Saved entries
==============================

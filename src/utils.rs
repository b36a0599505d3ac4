//! Utility functions for path segments and file naming

use sha2::{Digest, Sha256};

/// Replacement for names that are missing or sanitize to nothing
pub const UNKNOWN_SEGMENT: &str = "Unknown";

/// Number of hex characters of the query hash used for temp file names
const TEMP_STEM_LEN: usize = 16;

/// Map arbitrary text to a filesystem-safe path segment
///
/// Keeps letters, digits, space, `-`, `_`, `(` and `)`; every other character
/// is dropped rather than replaced. Surrounding spaces are trimmed. Missing,
/// empty, or fully filtered input becomes `"Unknown"`.
///
/// "Letters and digits" means [`char::is_alphanumeric`], so every Unicode
/// numeric character survives too, including fractions (`½`) and letter-like
/// numerals (`Ⅻ`).
///
/// Every path built from track metadata goes through this one function, so
/// the library layout and the served audio URLs always agree.
///
/// # Examples
///
/// ```
/// use trackfetch::utils::sanitize;
///
/// assert_eq!(sanitize("AC/DC"), "ACDC");
/// assert_eq!(sanitize("Guns N' Roses"), "Guns N Roses");
/// assert_eq!(sanitize(None), "Unknown");
/// ```
pub fn sanitize<'a>(name: impl Into<Option<&'a str>>) -> String {
    let Some(name) = name.into() else {
        return UNKNOWN_SEGMENT.to_string();
    };

    let kept: String = name
        .chars()
        .filter(|c| c.is_alphanumeric() || matches!(c, ' ' | '-' | '_' | '(' | ')'))
        .collect();
    let trimmed = kept.trim();

    if trimmed.is_empty() {
        UNKNOWN_SEGMENT.to_string()
    } else {
        trimmed.to_string()
    }
}

/// Stable temp file stem for a query
///
/// Two different queries never share a stem in practice, and the same query
/// always maps to the same stem, which the registry guarantees is in use by
/// at most one worker at a time.
pub fn temp_stem(query: &str) -> String {
    let digest = Sha256::digest(query.as_bytes());
    let hex = format!("{digest:x}");
    hex[..TEMP_STEM_LEN].to_string()
}

/// Public URL under which the static file layer serves a published track
///
/// Mirrors the canonical library layout: `/api/audio/<artist>/<album>/<title>.mp3`,
/// each segment sanitized and then percent-encoded.
pub fn audio_url(artist: Option<&str>, album: Option<&str>, title: Option<&str>) -> String {
    format!(
        "/api/audio/{}/{}/{}.mp3",
        urlencoding::encode(&sanitize(artist)),
        urlencoding::encode(&sanitize(album)),
        urlencoding::encode(&sanitize(title)),
    )
}
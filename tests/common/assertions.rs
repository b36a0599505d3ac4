//! Waiting on events and inspecting the library on disk

use std::collections::HashMap;
use std::path::{Path, PathBuf};
use std::time::Duration;
use tokio::sync::broadcast;
use trackfetch::{Event, TrackDownloader};
use walkdir::WalkDir;

/// Terminal outcome of one job, as seen on the event stream
#[derive(Debug)]
pub enum WaitResult {
    Completed(PathBuf),
    Skipped,
    Failed(String),
    Timeout,
    ChannelClosed,
}

/// Wait for the terminal event of `query`
pub async fn wait_for_terminal(
    events: &mut broadcast::Receiver<Event>,
    query: &str,
    timeout: Duration,
) -> WaitResult {
    let result = tokio::time::timeout(timeout, async {
        loop {
            match events.recv().await {
                Ok(Event::Completed { query: q, path }) if q == query => {
                    return WaitResult::Completed(path);
                }
                Ok(Event::Skipped { query: q, .. }) if q == query => return WaitResult::Skipped,
                Ok(Event::Failed { query: q, error, .. }) if q == query => {
                    return WaitResult::Failed(error);
                }
                Ok(_) | Err(broadcast::error::RecvError::Lagged(_)) => continue,
                Err(broadcast::error::RecvError::Closed) => return WaitResult::ChannelClosed,
            }
        }
    })
    .await;

    result.unwrap_or(WaitResult::Timeout)
}

/// Wait for the terminal events of every query in `queries`, in any order
///
/// Queries with no terminal event before the deadline map to [`WaitResult::Timeout`].
pub async fn wait_for_all(
    events: &mut broadcast::Receiver<Event>,
    queries: &[&str],
    timeout: Duration,
) -> HashMap<String, WaitResult> {
    let mut outcomes: HashMap<String, WaitResult> = HashMap::new();
    let _ = tokio::time::timeout(timeout, async {
        while outcomes.len() < queries.len() {
            let (query, outcome) = match events.recv().await {
                Ok(Event::Completed { query, path }) => (query, WaitResult::Completed(path)),
                Ok(Event::Skipped { query, .. }) => (query, WaitResult::Skipped),
                Ok(Event::Failed { query, error, .. }) => (query, WaitResult::Failed(error)),
                Ok(_) | Err(broadcast::error::RecvError::Lagged(_)) => continue,
                Err(broadcast::error::RecvError::Closed) => break,
            };
            if queries.contains(&query.as_str()) {
                outcomes.insert(query, outcome);
            }
        }
    })
    .await;

    for query in queries {
        outcomes
            .entry(query.to_string())
            .or_insert(WaitResult::Timeout);
    }
    outcomes
}

/// Wait until no job is queued or in flight
///
/// The terminal event is sent before the job leaves the registry, so a
/// resubmission right after it may still be deduplicated.
pub async fn wait_for_idle(downloader: &TrackDownloader, timeout: Duration) {
    tokio::time::timeout(timeout, async {
        while !downloader.get_active_downloads().is_empty() {
            tokio::time::sleep(Duration::from_millis(10)).await;
        }
    })
    .await
    .expect("registry did not drain in time");
}

/// Every regular file under `root`, sorted
pub fn files_under(root: &Path) -> Vec<PathBuf> {
    if !root.exists() {
        return Vec::new();
    }
    let mut files: Vec<PathBuf> = WalkDir::new(root)
        .into_iter()
        .filter_map(|entry| entry.ok())
        .filter(|entry| entry.file_type().is_file())
        .map(|entry| entry.into_path())
        .collect();
    files.sort();
    files
}

/// Read back title, artist and album from an audio file
pub fn read_tags(path: &Path) -> (Option<String>, Option<String>, Option<String>) {
    use lofty::file::TaggedFileExt;
    use lofty::prelude::Accessor;

    let tagged = lofty::read_from_path(path).expect("readable audio file");
    let tag = tagged.primary_tag().expect("primary tag present");
    (
        tag.title().map(|s| s.to_string()),
        tag.artist().map(|s| s.to_string()),
        tag.album().map(|s| s.to_string()),
    )
}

==============================

§ Task description: If a line in the entries above contains the word "library", count it, and give only the final number.

§ Response to the exercise: 3